Your existing network is comprised of a core infrastructure (switches, routers, and servers); a unified platform (not just the operating system, but a programmable SDN network is becoming increasingly important); and applications. Services are an inherent part of every level of the network, and security needs to be interwoven throughout to keep data and assets safe.
[ANIMATE x2]
IoT requires that connectivity tools be added to the platform, as well as some network elements such as smaller, more self-contained switches and routers for fields, plants, and other operational environments. These network elements are frequently deployed in challenging environments that include harsh weather conditions, significant amounts of vibration, etc., so they need to be ruggedized to function under these conditions.
[ANIMATE]
Now here’s where it gets interesting … one of the primary differences between your existing IT network and an IoT network is all of these additional devices, sensors, and other “smart objects”. It’s important to note that these objects are networked together, yet they’re independent of your network – you don’t own them; oftentimes can’t see them; and you don’t control them in any way, shape, or form. Yet they’re sending petabytes of data through your network – data that’s required by the applications to function properly.
[ANIMATE]
Another difference is in the applications, themselves. Unlike today’s monolithic applications, where the main value is delivered locally from the application’s code, IoT applications derive most of their value from the intelligence that is collected from, and distributed throughout, the network; the application itself is merely the method employed to access that intelligence.
[ANIMATE]
Which leads us to the other major infrastructure difference in an IoT network, which is required to communicate and process all of this intelligence …
[ANIMATE]
Of course, services will need to be expanded to cover the new capabilities …
[ANIMATE]
And we’ll need additional layers of security to enjoy the many business benefits of IoT while maintaining a high level of data privacy and protection.
[ANIMATE]
This is the area of the network Cisco serves. We’ll continue providing core networking equipment, and are expanding to take a leadership role in providing the core infrastructure you’ll need for successful IoT implementations.
Cisco offers a wide range of products and solutions to serve IoT use cases across multiple industries …
But we can’t do it on our own … that’s why Cisco has built – and continues to grow – a comprehensive IoT ecosystem, which includes key industry partners for analytics, security, and vertical solutions.
We’ve focused on Cisco’s IoT Platform ad solutions portfolio, but Cisco’s commitment to the IoT goes beyond that. We continue to innovate to ensure that Cisco is the IoT Solutions leader.
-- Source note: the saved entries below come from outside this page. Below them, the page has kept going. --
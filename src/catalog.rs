//! Model catalog: the upstream model list with a TTL cache and a fallback
//! chain, so `GET /api/tags` always returns something.
//!
//! Policy, in order:
//! 1. cache younger than the TTL -> return it unchanged
//! 2. fetch upstream -> rebuild entries, replace the cache wholesale
//! 3. fetch failed, any cache (even expired) -> return it as-is
//! 4. no cache at all -> one synthesized entry for the default model
//!
//! The cache mutex is held across the refresh await, so simultaneous cache
//! misses collapse into a single upstream fetch: followers block on the lock
//! and then observe the freshly written cache.

use crate::error::UpstreamError;
use crate::metadata::{self, ModelMetadata};
use crate::types::{ModelDetails, ModelEntry, TagsResponse};
use async_trait::async_trait;
use chrono::{DateTime, Utc};
use rand::RngCore;
use serde::Deserialize;
use std::time::{Duration, Instant};
use tokio::sync::Mutex;
use tracing::{debug, info, warn};

pub const CACHE_TTL: Duration = Duration::from_secs(5 * 60);

/// Digest of the no-cache fallback entry. Fixed, so clients see a stable
/// value across restarts when the upstream is unreachable.
const FALLBACK_DIGEST: &str = "fallback123456789abcdef";

/// One model as the upstream `GET /models` endpoint reports it.
#[derive(Debug, Clone, Deserialize)]
pub struct UpstreamModel {
    pub id: String,
    /// Creation time as a unix epoch in seconds.
    #[serde(default)]
    pub created: i64,
}

#[derive(Debug, Deserialize)]
struct UpstreamModelList {
    #[serde(default)]
    data: Vec<UpstreamModel>,
}

/// Fetches the raw upstream model list. A trait seam so the catalog is
/// testable without a network.
#[async_trait]
pub trait ModelFetcher: Send + Sync {
    async fn fetch_models(&self) -> Result<Vec<UpstreamModel>, UpstreamError>;
}

/// Real fetcher: `GET {base}/models` with the bearer credential.
pub struct HttpModelFetcher {
    client: reqwest::Client,
    base_url: String,
    api_key: String,
}

impl HttpModelFetcher {
    pub fn new(client: reqwest::Client, base_url: String, api_key: String) -> Self {
        Self {
            client,
            base_url,
            api_key,
        }
    }
}

#[async_trait]
impl ModelFetcher for HttpModelFetcher {
    async fn fetch_models(&self) -> Result<Vec<UpstreamModel>, UpstreamError> {
        let url = format!("{}/models", self.base_url);
        let resp = self
            .client
            .get(&url)
            .bearer_auth(&self.api_key)
            .send()
            .await?;

        if !resp.status().is_success() {
            let status = resp.status().as_u16();
            let message = resp.text().await.unwrap_or_default();
            return Err(UpstreamError::Status { status, message });
        }

        let list: UpstreamModelList = resp.json().await?;
        Ok(list.data)
    }
}

struct CatalogCache {
    models: Vec<ModelEntry>,
    fetched_at: Instant,
}

/// Owned catalog state; constructed once at startup and shared behind `Arc`.
pub struct ModelCatalog {
    fetcher: Box<dyn ModelFetcher>,
    default_model: String,
    ttl: Duration,
    cache: Mutex<Option<CatalogCache>>,
}

impl ModelCatalog {
    pub fn new(fetcher: Box<dyn ModelFetcher>, default_model: impl Into<String>) -> Self {
        Self::with_ttl(fetcher, default_model, CACHE_TTL)
    }

    pub fn with_ttl(
        fetcher: Box<dyn ModelFetcher>,
        default_model: impl Into<String>,
        ttl: Duration,
    ) -> Self {
        Self {
            fetcher,
            default_model: default_model.into(),
            ttl,
            cache: Mutex::new(None),
        }
    }

    /// List models for the local protocol. Never fails.
    pub async fn list_models(&self) -> TagsResponse {
        let mut cache = self.cache.lock().await;

        if let Some(cached) = cache.as_ref() {
            if cached.fetched_at.elapsed() < self.ttl {
                return TagsResponse {
                    models: cached.models.clone(),
                };
            }
        }

        debug!("model cache miss, fetching upstream model list");
        match self.fetcher.fetch_models().await {
            Ok(upstream) => {
                let models: Vec<ModelEntry> = upstream.iter().map(build_entry).collect();
                info!(count = models.len(), "fetched upstream model list");
                *cache = Some(CatalogCache {
                    models: models.clone(),
                    fetched_at: Instant::now(),
                });
                TagsResponse { models }
            }
            Err(e) => {
                warn!(error = %e, "upstream model list fetch failed");
                if let Some(cached) = cache.as_ref() {
                    // Stale but available. The timestamp is left untouched so
                    // the next call retries upstream.
                    return TagsResponse {
                        models: cached.models.clone(),
                    };
                }
                TagsResponse {
                    models: vec![self.fallback_entry()],
                }
            }
        }
    }

    fn fallback_entry(&self) -> ModelEntry {
        let meta = metadata::synthesize(&self.default_model);
        ModelEntry {
            name: self.default_model.clone(),
            model: self.default_model.clone(),
            modified_at: Utc::now().to_rfc3339(),
            size: meta.size,
            digest: FALLBACK_DIGEST.to_string(),
            details: details_from(meta),
        }
    }
}

fn build_entry(model: &UpstreamModel) -> ModelEntry {
    let meta = metadata::synthesize(&model.id);
    let modified_at = DateTime::<Utc>::from_timestamp(model.created, 0)
        .unwrap_or_else(Utc::now)
        .to_rfc3339();

    ModelEntry {
        name: model.id.clone(),
        model: model.id.clone(),
        modified_at,
        size: meta.size,
        digest: random_digest(),
        details: details_from(meta),
    }
}

fn details_from(meta: ModelMetadata) -> ModelDetails {
    ModelDetails {
        parent_model: String::new(),
        format: "gguf".to_string(),
        family: "llama".to_string(),
        families: vec!["llama".to_string()],
        parameter_size: meta.parameter_size.to_string(),
        quantization_level: meta.quantization_level.to_string(),
    }
}

/// Random 24-hex token shaped like a content digest.
fn random_digest() -> String {
    let mut bytes = [0u8; 12];
    rand::thread_rng().fill_bytes(&mut bytes);
    bytes.iter().map(|b| format!("{:02x}", b)).collect()
}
For example, our software embedded router, announced in August, 2013 can turn any field device (radio, proprietary mobile, hand-held or vehicular) into a smart device, eliminating the need for multiple devices and at the same time communicate across multiple networks. Cisco is the sponsor of the IoT World Forum. This invitation only, inaugural event was held in late September, 2013, in Barcelona. Over 800 of the worlds leading IoT thinkers and companies met to discuss wide ranging topics that help move the IoT ecosystem, standards and solutions in every industry forward. Though in it’s infancy, Cisco is also heavily involved with representatives in various IoT standards bodies to ensure that a consistent set of standards for IoT-related systems, devices, networks and data be developed and ultimately interoperate seamlessly. Cisco has also announced an investment fund of $50M that it will invest in partnerships with IoT start-ups and ventures to advance development and innovation. Finally, Cisco has the largest IoT partner ecosystem that ensures an IoT implementation will be planned, designed, and implemented efficiently. (Partners such as Rockwell Automation, Itron, and Schneider Electric are among those in Cisco’s ecosystem, and are probably names you are familiar with in your industry.)